With the records below as your source, retype each line exactly from the top down to the line that contains "file_path TEXT PRIMARY", and include that line.

━━ PROVIDED RECORDS ━━

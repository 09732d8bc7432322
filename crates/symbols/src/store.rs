use std::path::{Path, PathBuf};

use anyhow::Result;
use rusqlite::{params, Connection};

use crate::{Symbol, SymbolKind};

pub const INDEX_FILE_NAME: &str = ".code_index.db";

/// Embedded symbol database at the repository root. One file per repository;
/// records are unique on (name, kind, file_path, line).
pub struct SymbolStore {
    conn: std::sync::Mutex<Connection>,
    db_path: PathBuf,
}

impl SymbolStore {
    pub fn open(repo_root: &Path) -> Result<Self> {
        let db_path = repo_root.join(INDEX_FILE_NAME);
        let conn = Connection::open(&db_path)?;
        conn.execute_batch(
            "PRAGMA journal_mode=WAL; PRAGMA synchronous=NORMAL;",
        )?;
        conn.execute_batch(
            "CREATE TABLE IF NOT EXISTS symbols (
                id INTEGER PRIMARY KEY,
                name TEXT NOT NULL,
                kind TEXT NOT NULL,
                file_path TEXT NOT NULL,
                line INTEGER NOT NULL,
                column INTEGER NOT NULL DEFAULT 0,
                parent TEXT,
                signature TEXT,
                docstring TEXT,
                file_hash TEXT NOT NULL,
                indexed_at TEXT NOT NULL DEFAULT CURRENT_TIMESTAMP,
                UNIQUE(name, kind, file_path, line)
            );
            CREATE INDEX IF NOT EXISTS idx_symbol_name ON symbols(name);
            CREATE INDEX IF NOT EXISTS idx_symbol_kind ON symbols(kind);
            CREATE INDEX IF NOT EXISTS idx_symbol_file ON symbols(file_path);
            CREATE TABLE IF NOT EXISTS file_hashes (
                file_path TEXT PRIMARY KEY,
                hash TEXT NOT NULL
            );",
        )?;
        Ok(Self {
            conn: std::sync::Mutex::new(conn),
            db_path,
        })
    }

    pub fn db_path(&self) -> &Path {
        &self.db_path
    }

    pub fn needs_reindex(&self, file_path: &str, hash: &str) -> Result<bool> {
        let conn = self.conn.lock().unwrap();
        let stored: Option<String> = conn
            .query_row(
                "SELECT hash FROM file_hashes WHERE file_path = ?1",
                params![file_path],
                |row| row.get(0),
            )
            .map(Some)
            .or_else(|e| match e {
                rusqlite::Error::QueryReturnedNoRows => Ok(None),
                other => Err(other),
            })?;
        Ok(stored.as_deref() != Some(hash))
    }

    /// Replace every record for a file in one transaction.
    pub fn replace_file_symbols(
        &self,
        file_path: &str,
        hash: &str,
        symbols: &[Symbol],
    ) -> Result<()> {
        let mut conn = self.conn.lock().unwrap();
        let tx = conn.transaction()?;
        tx.execute(
            "DELETE FROM symbols WHERE file_path = ?1",
            params![file_path],
        )?;
        {
            let mut stmt = tx.prepare(
                "INSERT OR REPLACE INTO symbols
                 (name, kind, file_path, line, column, parent, signature, docstring, file_hash, indexed_at)
                 VALUES (?1, ?2, ?3, ?4, ?5, ?6, ?7, ?8, ?9, ?10)",
            )?;
            let now = chrono::Utc::now().to_rfc3339();
            for s in symbols {
                stmt.execute(params![
                    s.name,
                    s.kind.as_str(),
                    file_path,
                    s.line as i64,
                    s.column as i64,
                    s.parent,
                    s.signature,
                    s.docstring,
                    hash,
                    now,
                ])?;
            }
        }
        tx.execute(
            "INSERT INTO file_hashes (file_path, hash) VALUES (?1, ?2)
             ON CONFLICT(file_path) DO UPDATE SET hash = ?2",
            params![file_path, hash],
        )?;
        tx.commit()?;
        Ok(())
    }

    /// Drop records for files absent from `current`. Returns how many files
    /// were removed.
    pub fn remove_missing(&self, current: &[String]) -> Result<usize> {
        let conn = self.conn.lock().unwrap();
        let mut stmt = conn.prepare("SELECT file_path FROM file_hashes")?;
        let stored: Vec<String> = stmt
            .query_map([], |row| row.get::<_, String>(0))?
            .filter_map(|r| r.ok())
            .collect();
        drop(stmt);

        let current_set: std::collections::HashSet<&str> =
            current.iter().map(|s| s.as_str()).collect();
        let mut removed = 0;
        for path in stored {
            if !current_set.contains(path.as_str()) {
                conn.execute("DELETE FROM symbols WHERE file_path = ?1", params![path])?;
                conn.execute(
                    "DELETE FROM file_hashes WHERE file_path = ?1",
                    params![path],
                )?;
                removed += 1;
            }
        }
        Ok(removed)
    }

    /// Name search with `*` and `?` wildcards. Exact matches sort first, then
    /// kind priority (class, function, method, other), then name length, then
    /// alphabetical.
    pub fn search_name(
        &self,
        pattern: &str,
        kind: Option<SymbolKind>,
        limit: usize,
    ) -> Result<Vec<Symbol>> {
        let sql_pattern = pattern.replace('*', "%").replace('?', "_");
        let conn = self.conn.lock().unwrap();

        let base = "SELECT name, kind, file_path, line, column, parent, signature, docstring
             FROM symbols WHERE name LIKE ?1";
        let order = "ORDER BY
                CASE WHEN name = ?2 THEN 0 ELSE 1 END,
                CASE kind
                    WHEN 'class' THEN 0
                    WHEN 'function' THEN 1
                    WHEN 'method' THEN 2
                    ELSE 3
                END,
                length(name),
                name";

        let mut results = Vec::new();
        if let Some(kind) = kind {
            let sql = format!("{base} AND kind = ?4 {order} LIMIT ?3");
            let mut stmt = conn.prepare(&sql)?;
            let rows = stmt.query_map(
                params![sql_pattern, pattern, limit as i64, kind.as_str()],
                row_to_symbol,
            )?;
            for row in rows {
                results.push(row?);
            }
        } else {
            let sql = format!("{base} {order} LIMIT ?3");
            let mut stmt = conn.prepare(&sql)?;
            let rows = stmt.query_map(params![sql_pattern, pattern, limit as i64], row_to_symbol)?;
            for row in rows {
                results.push(row?);
            }
        }
        Ok(results)
    }

    /// Every symbol of one kind, alphabetical.
    pub fn list_kind(&self, kind: SymbolKind, limit: usize) -> Result<Vec<Symbol>> {
        let conn = self.conn.lock().unwrap();
        let mut stmt = conn.prepare(
            "SELECT name, kind, file_path, line, column, parent, signature, docstring
             FROM symbols WHERE kind = ?1 ORDER BY name, file_path LIMIT ?2",
        )?;
        let rows = stmt.query_map(params![kind.as_str(), limit as i64], row_to_symbol)?;
        let mut results = Vec::new();
        for row in rows {
            results.push(row?);
        }
        Ok(results)
    }

    /// Every symbol in one file, in line order.
    pub fn file_symbols(&self, file_path: &str) -> Result<Vec<Symbol>> {
        let conn = self.conn.lock().unwrap();
        let mut stmt = conn.prepare(
            "SELECT name, kind, file_path, line, column, parent, signature, docstring
             FROM symbols WHERE file_path = ?1 ORDER BY line",
        )?;
        let rows = stmt.query_map(params![file_path], row_to_symbol)?;
        let mut results = Vec::new();
        for row in rows {
            results.push(row?);
        }
        Ok(results)
    }

    /// Symbols in files matching a path pattern, optionally filtered by a
    /// name pattern. Both accept `*`/`?` wildcards.
    pub fn search_files(
        &self,
        file_pattern: &str,
        name_pattern: Option<&str>,
        limit: usize,
    ) -> Result<Vec<Symbol>> {
        let file_like = format!(
            "%{}%",
            file_pattern.replace('*', "%").replace('?', "_")
        );
        let name_like = name_pattern
            .map(|p| p.replace('*', "%").replace('?', "_"))
            .unwrap_or_else(|| "%".to_string());
        let conn = self.conn.lock().unwrap();
        let mut stmt = conn.prepare(
            "SELECT name, kind, file_path, line, column, parent, signature, docstring
             FROM symbols WHERE file_path LIKE ?1 AND name LIKE ?2
             ORDER BY file_path, line LIMIT ?3",
        )?;
        let rows = stmt.query_map(params![file_like, name_like, limit as i64], row_to_symbol)?;
        let mut results = Vec::new();
        for row in rows {
            results.push(row?);
        }
        Ok(results)
    }

    pub fn symbol_count(&self) -> Result<usize> {
        let conn = self.conn.lock().unwrap();
        let count: i64 = conn.query_row("SELECT COUNT(*) FROM symbols", [], |r| r.get(0))?;
        Ok(count as usize)
    }
}

fn row_to_symbol(row: &rusqlite::Row<'_>) -> rusqlite::Result<Symbol> {
    let kind_str: String = row.get(1)?;
    Ok(Symbol {
        name: row.get(0)?,
        kind: SymbolKind::parse(&kind_str).unwrap_or(SymbolKind::Variable),
        file_path: row.get(2)?,
        line: row.get::<_, i64>(3)? as usize,
        column: row.get::<_, i64>(4)? as usize,
        parent: row.get(5)?,
        signature: row.get(6)?,
        docstring: row.get(7)?,
    })
}

#[cfg(test)]
mod tests {
    use super::*;

    fn sample(name: &str, kind: SymbolKind, line: usize) -> Symbol {
        Symbol {
            name: name.to_string(),
            kind,
            file_path: String::new(),
            line,
            column: 0,
            parent: None,
            signature: None,
            docstring: None,
        }
    }

    fn seeded_store(tmp: &Path) -> SymbolStore {
        let store = SymbolStore::open(tmp).unwrap();
        store
            .replace_file_symbols(
                "src/app.py",
                "hash-a",
                &[
                    sample("get_user", SymbolKind::Function, 10),
                    sample("get_user_by_id", SymbolKind::Function, 20),
                    sample("UserService", SymbolKind::Class, 1),
                    sample("get", SymbolKind::Method, 5),
                ],
            )
            .unwrap();
        store
            .replace_file_symbols(
                "src/util.py",
                "hash-b",
                &[sample("get_user", SymbolKind::Class, 3)],
            )
            .unwrap();
        store
    }

    #[test]
    fn wildcard_search_translates_to_like() {
        let tmp = tempfile::tempdir().unwrap();
        let store = seeded_store(tmp.path());
        let hits = store.search_name("get_*", None, 20).unwrap();
        assert_eq!(hits.len(), 3);
        assert!(hits.iter().all(|s| s.name.starts_with("get_")));
    }

    #[test]
    fn exact_match_sorts_first_then_kind_priority() {
        let tmp = tempfile::tempdir().unwrap();
        let store = seeded_store(tmp.path());
        let hits = store.search_name("get_user", None, 20).unwrap();
        // Both exact matches precede everything; class outranks function.
        assert_eq!(hits[0].name, "get_user");
        assert_eq!(hits[0].kind, SymbolKind::Class);
        assert_eq!(hits[1].name, "get_user");
        assert_eq!(hits[1].kind, SymbolKind::Function);
    }

    #[test]
    fn kind_filter_restricts_results() {
        let tmp = tempfile::tempdir().unwrap();
        let store = seeded_store(tmp.path());
        let hits = store
            .search_name("get*", Some(SymbolKind::Method), 20)
            .unwrap();
        assert_eq!(hits.len(), 1);
        assert_eq!(hits[0].name, "get");
    }

    #[test]
    fn file_symbols_in_line_order() {
        let tmp = tempfile::tempdir().unwrap();
        let store = seeded_store(tmp.path());
        let hits = store.file_symbols("src/app.py").unwrap();
        assert_eq!(hits.len(), 4);
        assert!(hits.windows(2).all(|w| w[0].line <= w[1].line));
    }

    #[test]
    fn search_files_with_name_filter() {
        let tmp = tempfile::tempdir().unwrap();
        let store = seeded_store(tmp.path());
        let hits = store
            .search_files("util", Some("get*"), 20)
            .unwrap();
        assert_eq!(hits.len(), 1);
        assert_eq!(hits[0].file_path, "src/util.py");
    }

    #[test]
    fn reindex_detection_by_hash() {
        let tmp = tempfile::tempdir().unwrap();
        let store = seeded_store(tmp.path());
        assert!(!store.needs_reindex("src/app.py", "hash-a").unwrap());
        assert!(store.needs_reindex("src/app.py", "hash-changed").unwrap());
        assert!(store.needs_reindex("src/new.py", "anything").unwrap());
    }

    #[test]
    fn remove_missing_drops_stale_files() {
        let tmp = tempfile::tempdir().unwrap();
        let store = seeded_store(tmp.path());
        let removed = store.remove_missing(&["src/app.py".to_string()]).unwrap();
        assert_eq!(removed, 1);
        assert!(store.file_symbols("src/util.py").unwrap().is_empty());
        assert!(!store.file_symbols("src/app.py").unwrap().is_empty());
    }
}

━━━

SOLUTION FOR THIS EXERCISE:
repository 09732d8bc7432322
filename crates/symbols/src/store.rs
use std::path::{Path, PathBuf};

use anyhow::Result;
use rusqlite::{params, Connection};

use crate::{Symbol, SymbolKind};

pub const INDEX_FILE_NAME: &str = ".code_index.db";

/// Embedded symbol database at the repository root. One file per repository;
/// records are unique on (name, kind, file_path, line).
pub struct SymbolStore {
    conn: std::sync::Mutex<Connection>,
    db_path: PathBuf,
}

impl SymbolStore {
    pub fn open(repo_root: &Path) -> Result<Self> {
        let db_path = repo_root.join(INDEX_FILE_NAME);
        let conn = Connection::open(&db_path)?;
        conn.execute_batch(
            "PRAGMA journal_mode=WAL; PRAGMA synchronous=NORMAL;",
        )?;
        conn.execute_batch(
            "CREATE TABLE IF NOT EXISTS symbols (
                id INTEGER PRIMARY KEY,
                name TEXT NOT NULL,
                kind TEXT NOT NULL,
                file_path TEXT NOT NULL,
                line INTEGER NOT NULL,
                column INTEGER NOT NULL DEFAULT 0,
                parent TEXT,
                signature TEXT,
                docstring TEXT,
                file_hash TEXT NOT NULL,
                indexed_at TEXT NOT NULL DEFAULT CURRENT_TIMESTAMP,
                UNIQUE(name, kind, file_path, line)
            );
            CREATE INDEX IF NOT EXISTS idx_symbol_name ON symbols(name);
            CREATE INDEX IF NOT EXISTS idx_symbol_kind ON symbols(kind);
            CREATE INDEX IF NOT EXISTS idx_symbol_file ON symbols(file_path);
            CREATE TABLE IF NOT EXISTS file_hashes (
                file_path TEXT PRIMARY KEY,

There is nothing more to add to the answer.